A melhor prenda de Natal
Já havia algum tempo que o conhecia. Era um simpático ancião de aspecto lavado, figura meã já algo curvada pelo peso dos seus mais de oitenta anos. Tinha uns invejáveis olhos azuis que nos olhavam meigamente, tal como os dos avós contemplam os netos. Tinha sido funcionário das Finanças e era agora um viúvo sofrido.
O avozinho, como alguém o apelidara, deambulava matinalmente por aqueles cem metros onde o comércio se implantara, nas arcadas, perto da minha casa.
Quando ali me deslocava para matar o vício cafezeiro lá o via eu, ora se aquecendo numa réstia de sol, ora saboreando uma meia de leite, ora palestrando com o talhante, ou, ainda, na loja que era uma mescla de papelaria, retrosaria, venda de jornais e outras coisa mais, trocando impressões, recordações e confissões com a caixeira.
Um dia, quando entrei na loja para comprar um jornal, vislumbrei-o a um canto, folheando uma revista, aparentemente alheio ao que se passava em seu redor.
A empregada atendia uma senhora relativamente nova mas de postura e olhos fatigados, de certo espelho da vida madrasta que lhe ia consumindo a descorada juventude.
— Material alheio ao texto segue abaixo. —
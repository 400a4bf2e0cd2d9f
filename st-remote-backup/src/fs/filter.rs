//! Inclusion rules for entries of the data directory.
//!
//! Keeps the core data in a backup while leaving out earlier backups,
//! repository history, dependency trees, caches and nested archives.

/// Rule sets deciding which relative paths enter an archive.
///
/// Rules are evaluated in a fixed order and the first exclusion wins:
/// prefix, always-excluded segment, cache-like segment (unless the path
/// lives under a passthrough directory), archive suffix.
#[derive(Debug, Clone)]
pub struct PathFilter {
    /// Paths equal to or nested under these are excluded
    pub excluded_prefixes: Vec<String>,

    /// Segment names excluded wherever they appear
    pub excluded_segments: Vec<String>,

    /// Segment names excluded outside the passthrough directories
    pub cache_segments: Vec<String>,

    /// First segments whose content is kept verbatim even if it looks cache-like
    pub passthrough_dirs: Vec<String>,

    /// File name endings that are never archived
    pub excluded_suffixes: Vec<String>,
}

impl Default for PathFilter {
    fn default() -> Self {
        Self {
            excluded_prefixes: strings(&["default-user/backups"]),
            excluded_segments: strings(&[".git", "node_modules"]),
            cache_segments: strings(&[
                "_cache",
                "_uploads",
                "_storage",
                "_webpack",
                ".cache",
                ".parcel-cache",
                ".vite",
                "coverage",
            ]),
            passthrough_dirs: strings(&["third-party"]),
            excluded_suffixes: strings(&[".zip", ".tar", ".tar.gz"]),
        }
    }
}

impl PathFilter {
    /// Decide whether a `/`-separated path relative to the data directory
    /// belongs in a backup.
    pub fn should_include(&self, relative_path: &str) -> bool {
        let path = normalize(relative_path);

        if self
            .excluded_prefixes
            .iter()
            .any(|prefix| is_under(path, prefix))
        {
            return false;
        }

        let segments: Vec<&str> = path.split('/').collect();

        if segments
            .iter()
            .any(|segment| self.excluded_segments.iter().any(|s| s == segment))
        {
            return false;
        }

        let passthrough = self.passthrough_dirs.iter().any(|dir| dir == segments[0]);
        if !passthrough
            && segments
                .iter()
                .any(|segment| self.cache_segments.iter().any(|s| s == segment))
        {
            return false;
        }

        if self
            .excluded_suffixes
            .iter()
            .any(|suffix| path.ends_with(suffix.as_str()))
        {
            return false;
        }

        true
    }
}

fn normalize(path: &str) -> &str {
    if path == "." {
        return "";
    }
    path.strip_prefix("./").unwrap_or(path)
}

fn is_under(path: &str, prefix: &str) -> bool {
    path == prefix
        || path
            .strip_prefix(prefix)
            .is_some_and(|rest| rest.starts_with('/'))
}

fn strings(values: &[&str]) -> Vec<String> {
    values.iter().map(|v| v.to_string()).collect()
}

#[cfg(test)]
mod tests {
    use super::*;

    #[test]
    fn test_plain_files_are_included() {
        let filter = PathFilter::default();
        assert!(filter.should_include("settings.json"));
        assert!(filter.should_include("default-user/chats/alice/2024-01-01.jsonl"));
        assert!(filter.should_include(""));
        assert!(filter.should_include("."));
    }

    #[test]
    fn test_backup_history_prefix_is_excluded() {
        let filter = PathFilter::default();
        assert!(!filter.should_include("default-user/backups"));
        assert!(!filter.should_include("default-user/backups/chat.jsonl"));
        assert!(!filter.should_include("./default-user/backups/a/b"));
        // Only whole segments match the prefix
        assert!(filter.should_include("default-user/backups-old/chat.jsonl"));
    }

    #[test]
    fn test_vcs_and_dependency_dirs_excluded_anywhere() {
        let filter = PathFilter::default();
        for path in [
            ".git",
            ".git/HEAD",
            "./.git/objects/ab/cdef",
            "extensions/foo/.git/config",
            "node_modules/left-pad/index.js",
            "third-party/plugin/node_modules/x.js",
            "third-party/.git/HEAD",
        ] {
            assert!(!filter.should_include(path), "{path} should be excluded");
        }
    }

    #[test]
    fn test_cache_like_segments_excluded_outside_passthrough() {
        let filter = PathFilter::default();
        assert!(!filter.should_include("_cache/thumb.png"));
        assert!(!filter.should_include("default-user/_uploads/img.png"));
        assert!(!filter.should_include("extensions/app/.vite/deps.js"));
        assert!(!filter.should_include("coverage"));
    }

    #[test]
    fn test_passthrough_dir_keeps_cache_like_content() {
        let filter = PathFilter::default();
        assert!(filter.should_include("third-party/_cache/data.bin"));
        assert!(filter.should_include("third-party/lib/.cache/index"));
        assert!(filter.should_include("./third-party/coverage/report.html"));
        // Passthrough only applies to the first segment
        assert!(!filter.should_include("plugins/third-party/_cache/data.bin"));
    }

    #[test]
    fn test_archive_suffixes_excluded_even_under_passthrough() {
        let filter = PathFilter::default();
        for path in [
            "old.zip",
            "exports/chat.tar",
            "exports/chat.tar.gz",
            "third-party/bundle.zip",
            "third-party/_cache/bundle.tar.gz",
        ] {
            assert!(!filter.should_include(path), "{path} should be excluded");
        }
        assert!(filter.should_include("exports/chat.gz"));
    }

    #[test]
    fn test_custom_rules() {
        let filter = PathFilter {
            excluded_prefixes: strings(&["tmp"]),
            excluded_segments: Vec::new(),
            cache_segments: Vec::new(),
            passthrough_dirs: Vec::new(),
            excluded_suffixes: strings(&[".log"]),
        };
        assert!(!filter.should_include("tmp/a"));
        assert!(!filter.should_include("logs/server.log"));
        assert!(filter.should_include(".git/HEAD"));
    }
}
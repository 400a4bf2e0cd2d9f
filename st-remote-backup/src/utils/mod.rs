//! Utility modules for the backup service.

pub mod errors;
pub mod logger;

pub use errors::{ArchiveError, BackupError, CredentialError};
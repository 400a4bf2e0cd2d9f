//! Filesystem helpers for archive creation.

pub mod filter;
pub mod walker;

pub use filter::PathFilter;
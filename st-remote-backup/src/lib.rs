//! Remote Backup Library
//!
//! Creates, lists, restores and deletes gzip tarball backups of a data
//! directory behind a Basic-auth guarded HTTP API.

pub mod api;
pub mod archive;
pub mod backup;
pub mod config;
pub mod credentials;
pub mod error;
pub mod fs;
pub mod logs;
pub mod utils;

// Re-export commonly used types
pub use config::Config;
pub use error::AppError;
Ao seu redor saltitava uma pequenita de cabelos louros e crespos e olhos deslumbrados perante a exposição, tão colorida, de uns tantos brinquedos. O seu vestidinho, meio surrado, denunciava a pobreza em que vivia.
A menina pegou num fofo ursinho de peluche que estava no balcão e, chegando-o a si, deu-lhe um abraço e, depois, voltou a pô-lo onde estava.
Vi então o meu vizinho. de olhos de avô, fazer um sinal à caixeira que, sem dar mostra de haver entendido o seu gesto, pegou no peluche e, a sorrir, deu-o à menina: “Toma, é para ti”, disse ela, “é uma prenda do Pai Natal”.
A pequenita segurou, hesitante, o brinquedo, quase não acreditando na oferta e a mãe, também a começo incrédula, desfez-se logo em mil agradecimentos.
Depois a senhora pagou a fita de nastro que comprara e, dando a mão à filha, saiu da loja.
A empregada sorriu quando eu comentei a situação. “Ele faz isto todos os anos”, explicou. “Gasta assim o seu subsídio de Natal e não quer que eu revele o seu segredo. Confessou-me que Deus não lhe tinha concedido a graça de ter sido pai. A sua esposa sofrera muito com isso e agora, lá no Céu, haveria de gostar de ver as crianças felizes.”
Naquele fim de tarde, vendo afastar-se vagarosamente aquele bom velho solitário, a custo reprimi uma teimosa lágrima.
O generoso gesto daquele homem fez-me, afinal, reconciliar com este mundo tão egoísta pois acabava de me proporcionar assistir à dádiva da melhor prenda de Natal.